═══ Excerpted data ═══
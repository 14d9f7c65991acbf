//! An owning singly-linked list.
//!
//! Every node exclusively owns the node after it, so a value is owned by
//! exactly one chain at a time. Values move in at splice points
//! ([`Chain::insert_sorted_by`], [`Chain::push_front`], ...) and move back
//! out when unlinked ([`Chain::remove_first`]), at which point the node that
//! carried them is freed.

use std::{cmp::Ordering, fmt, iter::FusedIterator};

type Link<T> = Option<Box<Node<T>>>;

struct Node<T> {
    value: T,
    next: Link<T>,
}

/// A singly-linked list whose nodes are uniquely owned boxes.
pub struct Chain<T> {
    head: Link<T>,
    len: usize,
}

impl<T> Chain<T> {
    /// Creates an empty chain.
    #[must_use]
    pub const fn new() -> Self {
        Self { head: None, len: 0 }
    }

    /// Returns the number of elements in the chain.
    #[must_use]
    pub const fn len(&self) -> usize {
        self.len
    }

    /// Returns `true` if the chain holds no elements.
    #[must_use]
    pub const fn is_empty(&self) -> bool {
        self.head.is_none()
    }

    /// Returns the head element, if any.
    #[must_use]
    pub fn first(&self) -> Option<&T> {
        self.head.as_deref().map(|node| &node.value)
    }

    /// Returns the head element mutably, if any.
    pub fn first_mut(&mut self) -> Option<&mut T> {
        self.head.as_deref_mut().map(|node| &mut node.value)
    }

    /// Returns the element at `position` (zero-based), walking from the head.
    #[must_use]
    pub fn get(&self, position: usize) -> Option<&T> {
        self.iter().nth(position)
    }

    /// Returns the element at `position` mutably.
    pub fn get_mut(&mut self, position: usize) -> Option<&mut T> {
        self.iter_mut().nth(position)
    }

    /// Iterates over the elements in link order.
    #[must_use]
    pub fn iter(&self) -> Iter<'_, T> {
        Iter {
            next: self.head.as_deref(),
            remaining: self.len,
        }
    }

    /// Iterates mutably over the elements in link order.
    pub fn iter_mut(&mut self) -> IterMut<'_, T> {
        IterMut {
            next: self.head.as_deref_mut(),
            remaining: self.len,
        }
    }

    /// Makes `value` the new head.
    pub fn push_front(&mut self, value: T) {
        let next = self.head.take();
        self.head = Some(Box::new(Node { value, next }));
        self.len += 1;
    }

    /// Appends `value` at the tail.
    pub fn push_back(&mut self, value: T) {
        let tail = self.link_mut(self.len);
        *tail = Some(Box::new(Node { value, next: None }));
        self.len += 1;
    }

    /// Detaches and returns the head element.
    pub fn pop_front(&mut self) -> Option<T> {
        self.head.take().map(|node| {
            let Node { value, next } = *node;
            self.head = next;
            self.len -= 1;
            value
        })
    }

    /// Splices `value` in front of the first element that compares greater
    /// than or equal to it, or at the tail if there is none.
    ///
    /// `compare` is called as `compare(&value, existing)`. Returns the
    /// position the value landed at.
    pub fn insert_sorted_by<F>(&mut self, value: T, mut compare: F) -> usize
    where
        F: FnMut(&T, &T) -> Ordering,
    {
        let position = self
            .iter()
            .take_while(|existing| compare(&value, *existing) == Ordering::Greater)
            .count();

        let link = self.link_mut(position);
        let next = link.take();
        *link = Some(Box::new(Node { value, next }));
        self.len += 1;
        position
    }

    /// Unlinks the first element matching `predicate` and hands it back.
    ///
    /// The predecessor is relinked to the successor (or the head is moved on)
    /// and the node that held the element is freed.
    pub fn remove_first<P>(&mut self, predicate: P) -> Option<T>
    where
        P: FnMut(&T) -> bool,
    {
        let position = self.iter().position(predicate)?;
        let link = self.link_mut(position);
        let Node { value, next } = *link.take()?;
        *link = next;
        self.len -= 1;
        Some(value)
    }

    /// Returns the link slot at `position`; `position == len` is the tail slot.
    fn link_mut(&mut self, position: usize) -> &mut Link<T> {
        let mut link = &mut self.head;
        for _ in 0..position {
            match link {
                Some(node) => link = &mut node.next,
                None => break,
            }
        }
        link
    }
}

impl<T> Default for Chain<T> {
    fn default() -> Self {
        Self::new()
    }
}

impl<T> Drop for Chain<T> {
    fn drop(&mut self) {
        // Unlink node by node; the default recursive drop can overflow the
        // stack on long chains.
        let mut link = self.head.take();
        while let Some(mut node) = link {
            link = node.next.take();
        }
    }
}

impl<T: Clone> Clone for Chain<T> {
    fn clone(&self) -> Self {
        self.iter().cloned().collect()
    }
}

impl<T: fmt::Debug> fmt::Debug for Chain<T> {
    fn fmt(&self, f: &mut fmt::Formatter<'_>) -> fmt::Result {
        f.debug_list().entries(self.iter()).finish()
    }
}

impl<T: PartialEq> PartialEq for Chain<T> {
    fn eq(&self, other: &Self) -> bool {
        self.len == other.len && self.iter().eq(other.iter())
    }
}

impl<T: Eq> Eq for Chain<T> {}

impl<T> Extend<T> for Chain<T> {
    fn extend<I: IntoIterator<Item = T>>(&mut self, iter: I) {
        let mut added = 0;
        let mut tail = self.link_mut(self.len);
        for value in iter {
            let node = tail.insert(Box::new(Node { value, next: None }));
            tail = &mut node.next;
            added += 1;
        }
        self.len += added;
    }
}

impl<T> FromIterator<T> for Chain<T> {
    fn from_iter<I: IntoIterator<Item = T>>(iter: I) -> Self {
        let mut chain = Self::new();
        chain.extend(iter);
        chain
    }
}

/// Borrowing iterator over a [`Chain`].
pub struct Iter<'a, T> {
    next: Option<&'a Node<T>>,
    remaining: usize,
}

impl<'a, T> Iterator for Iter<'a, T> {
    type Item = &'a T;

    fn next(&mut self) -> Option<Self::Item> {
        self.next.map(|node| {
            self.next = node.next.as_deref();
            self.remaining -= 1;
            &node.value
        })
    }

    fn size_hint(&self) -> (usize, Option<usize>) {
        (self.remaining, Some(self.remaining))
    }
}

impl<T> ExactSizeIterator for Iter<'_, T> {}
impl<T> FusedIterator for Iter<'_, T> {}

/// Mutably borrowing iterator over a [`Chain`].
pub struct IterMut<'a, T> {
    next: Option<&'a mut Node<T>>,
    remaining: usize,
}

impl<'a, T> Iterator for IterMut<'a, T> {
    type Item = &'a mut T;

    fn next(&mut self) -> Option<Self::Item> {
        self.next.take().map(|node| {
            self.next = node.next.as_deref_mut();
            self.remaining -= 1;
            &mut node.value
        })
    }

    fn size_hint(&self) -> (usize, Option<usize>) {
        (self.remaining, Some(self.remaining))
    }
}

impl<T> ExactSizeIterator for IterMut<'_, T> {}
impl<T> FusedIterator for IterMut<'_, T> {}

/// Owning iterator over a [`Chain`].
pub struct IntoIter<T>(Chain<T>);

impl<T> Iterator for IntoIter<T> {
    type Item = T;

    fn next(&mut self) -> Option<Self::Item> {
        self.0.pop_front()
    }

    fn size_hint(&self) -> (usize, Option<usize>) {
        (self.0.len, Some(self.0.len))
    }
}

impl<T> ExactSizeIterator for IntoIter<T> {}
impl<T> FusedIterator for IntoIter<T> {}

impl<T> IntoIterator for Chain<T> {
    type Item = T;
    type IntoIter = IntoIter<T>;

    fn into_iter(self) -> Self::IntoIter {
        IntoIter(self)
    }
}

impl<'a, T> IntoIterator for &'a Chain<T> {
    type Item = &'a T;
    type IntoIter = Iter<'a, T>;

    fn into_iter(self) -> Self::IntoIter {
        self.iter()
    }
}

impl<'a, T> IntoIterator for &'a mut Chain<T> {
    type Item = &'a mut T;
    type IntoIter = IterMut<'a, T>;

    fn into_iter(self) -> Self::IntoIter {
        self.iter_mut()
    }
}

#[cfg(test)]
mod tests {
    use std::{cell::Cell, rc::Rc};

    use super::*;

    fn values<'a>(chain: &Chain<&'a str>) -> Vec<&'a str> {
        chain.iter().copied().collect()
    }

    #[test]
    fn new_chain_is_empty() {
        let chain: Chain<u8> = Chain::new();
        assert!(chain.is_empty());
        assert_eq!(chain.len(), 0);
        assert!(chain.first().is_none());
    }

    #[test]
    fn push_front_and_back() {
        let mut chain = Chain::new();
        chain.push_back("b");
        chain.push_front("a");
        chain.push_back("c");
        assert_eq!(values(&chain), ["a", "b", "c"]);
        assert_eq!(chain.len(), 3);
        assert_eq!(chain.get(1), Some(&"b"));
        assert_eq!(chain.get(3), None);
    }

    #[test]
    fn insert_sorted_keeps_order() {
        let mut chain: Chain<&str> = ["Abc", "Bcd", "Zzz"].into_iter().collect();

        assert_eq!(chain.insert_sorted_by("Mno", |a, b| a.cmp(b)), 2);
        assert_eq!(values(&chain), ["Abc", "Bcd", "Mno", "Zzz"]);

        assert_eq!(chain.insert_sorted_by("Aaa", |a, b| a.cmp(b)), 0);
        assert_eq!(chain.insert_sorted_by("Zzzz", |a, b| a.cmp(b)), 5);
        assert_eq!(values(&chain), ["Aaa", "Abc", "Bcd", "Mno", "Zzz", "Zzzz"]);
    }

    #[test]
    fn insert_sorted_places_ties_before_equal_element() {
        let mut chain: Chain<(&str, u8)> = [("a", 1), ("b", 1)].into_iter().collect();
        chain.insert_sorted_by(("b", 2), |a, b| a.0.cmp(b.0));
        let order: Vec<_> = chain.iter().copied().collect();
        assert_eq!(order, [("a", 1), ("b", 2), ("b", 1)]);
    }

    #[test]
    fn insert_sorted_into_empty_chain() {
        let mut chain = Chain::new();
        assert_eq!(chain.insert_sorted_by("x", |a: &&str, b| a.cmp(b)), 0);
        assert_eq!(values(&chain), ["x"]);
    }

    #[test]
    fn remove_first_relinks_neighbours() {
        let mut chain: Chain<&str> = ["a", "b", "c"].into_iter().collect();

        assert_eq!(chain.remove_first(|v| *v == "b"), Some("b"));
        assert_eq!(values(&chain), ["a", "c"]);

        assert_eq!(chain.remove_first(|v| *v == "a"), Some("a"));
        assert_eq!(values(&chain), ["c"]);

        assert_eq!(chain.remove_first(|v| *v == "missing"), None);
        assert_eq!(chain.remove_first(|v| *v == "c"), Some("c"));
        assert!(chain.is_empty());
        assert_eq!(chain.len(), 0);
    }

    #[test]
    fn removed_value_is_released_once() {
        let drops = Rc::new(Cell::new(0));

        struct Counted(Rc<Cell<usize>>, u8);
        impl Drop for Counted {
            fn drop(&mut self) {
                self.0.set(self.0.get() + 1);
            }
        }

        let mut chain: Chain<Counted> = (0..3).map(|i| Counted(Rc::clone(&drops), i)).collect();
        let removed = chain.remove_first(|c| c.1 == 1);
        assert_eq!(drops.get(), 0);
        drop(removed);
        assert_eq!(drops.get(), 1);
        drop(chain);
        assert_eq!(drops.get(), 3);
    }

    #[test]
    fn long_chain_drops_without_overflow() {
        let chain: Chain<u32> = (0..200_000).collect();
        assert_eq!(chain.len(), 200_000);
        drop(chain);
    }

    #[test]
    fn iter_mut_edits_in_place() {
        let mut chain: Chain<u32> = (1..=3).collect();
        for value in &mut chain {
            *value *= 10;
        }
        assert_eq!(chain.into_iter().collect::<Vec<_>>(), [10, 20, 30]);
    }

    #[test]
    fn extend_appends_at_tail() {
        let mut chain: Chain<u32> = (1..=2).collect();
        chain.extend([3, 4]);
        assert_eq!(chain.iter().len(), 4);
        assert_eq!(chain.iter().copied().collect::<Vec<_>>(), [1, 2, 3, 4]);
    }
}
═══
Work required: Set down exactly the lines from the opening line of the material through the line in which "and move back" occurs, both included, and no other lines.

Answer to this task:
repository 14d9f7c65991acbf
//! An owning singly-linked list.
//!
//! Every node exclusively owns the node after it, so a value is owned by
//! exactly one chain at a time. Values move in at splice points
//! ([`Chain::insert_sorted_by`], [`Chain::push_front`], ...) and move back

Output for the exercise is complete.